* Assignment: Down to the last line, restate the material below exactly.

☆ ☆ ☆ ☆ ☆ ☆ ☆

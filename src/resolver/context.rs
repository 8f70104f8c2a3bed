//! Request-scoped context handed to resolver plug-ins
//!
//! The framework attaches the request namespace and the resolver's
//! configuration mapping before Validate/Resolve run. Plug-ins read from
//! this context; they never reach back into the control plane themselves.

use std::collections::BTreeMap;

/// Scoped information injected into every resolver call.
///
/// Carries the namespace the request originates from (consumed by
/// resolvers that need it for authorization) and the key→value
/// configuration loaded from the resolver's named config object.
/// Unrecognized keys pass through untouched.
#[derive(Clone, Debug, Default)]
pub struct ResolutionContext {
    namespace: String,
    config: BTreeMap<String, String>,
}

impl ResolutionContext {
    /// Context for one reconcile of a request in `namespace`
    pub fn new(namespace: impl Into<String>, config: BTreeMap<String, String>) -> Self {
        Self {
            namespace: namespace.into(),
            config,
        }
    }

    /// Context with no request in flight, used at controller wiring time
    /// (e.g. asking a resolver for its selector)
    pub fn background() -> Self {
        Self::default()
    }

    /// Namespace the request originates from
    pub fn namespace(&self) -> &str {
        &self.namespace
    }

    /// Resolver configuration mapping
    pub fn config(&self) -> &BTreeMap<String, String> {
        &self.config
    }
}

#[cfg(test)]
mod tests {
    use super::*;

    #[test]
    fn context_carries_namespace_and_config() {
        let config = BTreeMap::from([("fetch-timeout".to_string(), "1m".to_string())]);
        let ctx = ResolutionContext::new("tenant-a", config);
        assert_eq!(ctx.namespace(), "tenant-a");
        assert_eq!(ctx.config().get("fetch-timeout").unwrap(), "1m");
    }

    #[test]
    fn background_context_is_empty() {
        let ctx = ResolutionContext::background();
        assert_eq!(ctx.namespace(), "");
        assert!(ctx.config().is_empty());
    }
}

☆ ☆ ☆ ☆ ☆ ☆ ☆

* Result:
filename src/resolver/context.rs
repository 8f70104f8c2a3bed
//! Request-scoped context handed to resolver plug-ins
//!
//! The framework attaches the request namespace and the resolver's
//! configuration mapping before Validate/Resolve run. Plug-ins read from
//! this context; they never reach back into the control plane themselves.

use std::collections::BTreeMap;

/// Scoped information injected into every resolver call.
///
/// Carries the namespace the request originates from (consumed by
/// resolvers that need it for authorization) and the key→value
/// configuration loaded from the resolver's named config object.
/// Unrecognized keys pass through untouched.
#[derive(Clone, Debug, Default)]
pub struct ResolutionContext {
    namespace: String,
    config: BTreeMap<String, String>,
}

impl ResolutionContext {
    /// Context for one reconcile of a request in `namespace`
    pub fn new(namespace: impl Into<String>, config: BTreeMap<String, String>) -> Self {
        Self {
            namespace: namespace.into(),
            config,
        }
    }

    /// Context with no request in flight, used at controller wiring time
    /// (e.g. asking a resolver for its selector)
    pub fn background() -> Self {
        Self::default()
    }

    /// Namespace the request originates from
    pub fn namespace(&self) -> &str {
        &self.namespace
    }

    /// Resolver configuration mapping
    pub fn config(&self) -> &BTreeMap<String, String> {
        &self.config
    }
}

#[cfg(test)]
mod tests {
    use super::*;

    #[test]
    fn context_carries_namespace_and_config() {
        let config = BTreeMap::from([("fetch-timeout".to_string(), "1m".to_string())]);
        let ctx = ResolutionContext::new("tenant-a", config);
        assert_eq!(ctx.namespace(), "tenant-a");
        assert_eq!(ctx.config().get("fetch-timeout").unwrap(), "1m");
    }

    #[test]
    fn background_context_is_empty() {
        let ctx = ResolutionContext::background();
        assert_eq!(ctx.namespace(), "");
        assert!(ctx.config().is_empty());
    }
}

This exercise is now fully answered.